++++ Information shown
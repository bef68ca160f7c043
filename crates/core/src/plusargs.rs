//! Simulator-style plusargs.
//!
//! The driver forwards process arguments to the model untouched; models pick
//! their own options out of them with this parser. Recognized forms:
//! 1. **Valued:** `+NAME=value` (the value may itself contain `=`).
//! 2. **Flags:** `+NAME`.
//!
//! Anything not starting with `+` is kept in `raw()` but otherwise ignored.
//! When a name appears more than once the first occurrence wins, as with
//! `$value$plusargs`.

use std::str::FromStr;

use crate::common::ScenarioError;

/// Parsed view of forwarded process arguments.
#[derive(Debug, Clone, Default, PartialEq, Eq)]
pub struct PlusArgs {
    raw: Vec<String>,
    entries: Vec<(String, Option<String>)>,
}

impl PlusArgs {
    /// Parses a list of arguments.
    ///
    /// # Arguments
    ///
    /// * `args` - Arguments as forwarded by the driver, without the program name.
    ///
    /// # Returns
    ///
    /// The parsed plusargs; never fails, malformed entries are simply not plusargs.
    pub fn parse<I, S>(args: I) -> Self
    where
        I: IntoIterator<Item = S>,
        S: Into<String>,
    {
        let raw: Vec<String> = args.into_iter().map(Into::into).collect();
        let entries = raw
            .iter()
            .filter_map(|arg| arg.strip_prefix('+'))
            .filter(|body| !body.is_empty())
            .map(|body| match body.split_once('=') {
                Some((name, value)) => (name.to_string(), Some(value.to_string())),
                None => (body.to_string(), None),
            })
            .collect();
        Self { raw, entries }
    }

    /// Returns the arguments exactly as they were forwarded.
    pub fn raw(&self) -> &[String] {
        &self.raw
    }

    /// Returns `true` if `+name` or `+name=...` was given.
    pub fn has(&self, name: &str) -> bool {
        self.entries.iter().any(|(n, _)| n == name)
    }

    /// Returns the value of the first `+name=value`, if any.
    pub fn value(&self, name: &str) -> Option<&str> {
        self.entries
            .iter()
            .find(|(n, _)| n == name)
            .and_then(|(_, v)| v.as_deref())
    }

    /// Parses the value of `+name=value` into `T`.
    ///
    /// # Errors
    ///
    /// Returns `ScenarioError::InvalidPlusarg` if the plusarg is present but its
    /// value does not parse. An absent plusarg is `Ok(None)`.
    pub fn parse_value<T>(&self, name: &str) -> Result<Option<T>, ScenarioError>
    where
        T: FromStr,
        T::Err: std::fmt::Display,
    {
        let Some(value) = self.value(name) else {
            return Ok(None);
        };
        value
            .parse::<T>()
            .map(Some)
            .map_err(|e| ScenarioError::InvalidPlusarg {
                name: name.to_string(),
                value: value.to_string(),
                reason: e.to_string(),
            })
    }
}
++++++++
About this exercise ▸
Return the whole listing, keeping each word as it stands.

Result below ▸
repository bef68ca160f7c043
filename crates/core/src/plusargs.rs
//! Simulator-style plusargs.
//!
//! The driver forwards process arguments to the model untouched; models pick
//! their own options out of them with this parser. Recognized forms:
//! 1. **Valued:** `+NAME=value` (the value may itself contain `=`).
//! 2. **Flags:** `+NAME`.
//!
//! Anything not starting with `+` is kept in `raw()` but otherwise ignored.
//! When a name appears more than once the first occurrence wins, as with
//! `$value$plusargs`.

use std::str::FromStr;

use crate::common::ScenarioError;

/// Parsed view of forwarded process arguments.
#[derive(Debug, Clone, Default, PartialEq, Eq)]
pub struct PlusArgs {
    raw: Vec<String>,
    entries: Vec<(String, Option<String>)>,
}

impl PlusArgs {
    /// Parses a list of arguments.
    ///
    /// # Arguments
    ///
    /// * `args` - Arguments as forwarded by the driver, without the program name.
    ///
    /// # Returns
    ///
    /// The parsed plusargs; never fails, malformed entries are simply not plusargs.
    pub fn parse<I, S>(args: I) -> Self
    where
        I: IntoIterator<Item = S>,
        S: Into<String>,
    {
        let raw: Vec<String> = args.into_iter().map(Into::into).collect();
        let entries = raw
            .iter()
            .filter_map(|arg| arg.strip_prefix('+'))
            .filter(|body| !body.is_empty())
            .map(|body| match body.split_once('=') {
                Some((name, value)) => (name.to_string(), Some(value.to_string())),
                None => (body.to_string(), None),
            })
            .collect();
        Self { raw, entries }
    }

    /// Returns the arguments exactly as they were forwarded.
    pub fn raw(&self) -> &[String] {
        &self.raw
    }

    /// Returns `true` if `+name` or `+name=...` was given.
    pub fn has(&self, name: &str) -> bool {
        self.entries.iter().any(|(n, _)| n == name)
    }

    /// Returns the value of the first `+name=value`, if any.
    pub fn value(&self, name: &str) -> Option<&str> {
        self.entries
            .iter()
            .find(|(n, _)| n == name)
            .and_then(|(_, v)| v.as_deref())
    }

    /// Parses the value of `+name=value` into `T`.
    ///
    /// # Errors
    ///
    /// Returns `ScenarioError::InvalidPlusarg` if the plusarg is present but its
    /// value does not parse. An absent plusarg is `Ok(None)`.
    pub fn parse_value<T>(&self, name: &str) -> Result<Option<T>, ScenarioError>
    where
        T: FromStr,
        T::Err: std::fmt::Display,
    {
        let Some(value) = self.value(name) else {
            return Ok(None);
        };
        value
            .parse::<T>()
            .map(Some)
            .map_err(|e| ScenarioError::InvalidPlusarg {
                name: name.to_string(),
                value: value.to_string(),
                reason: e.to_string(),
            })
    }
}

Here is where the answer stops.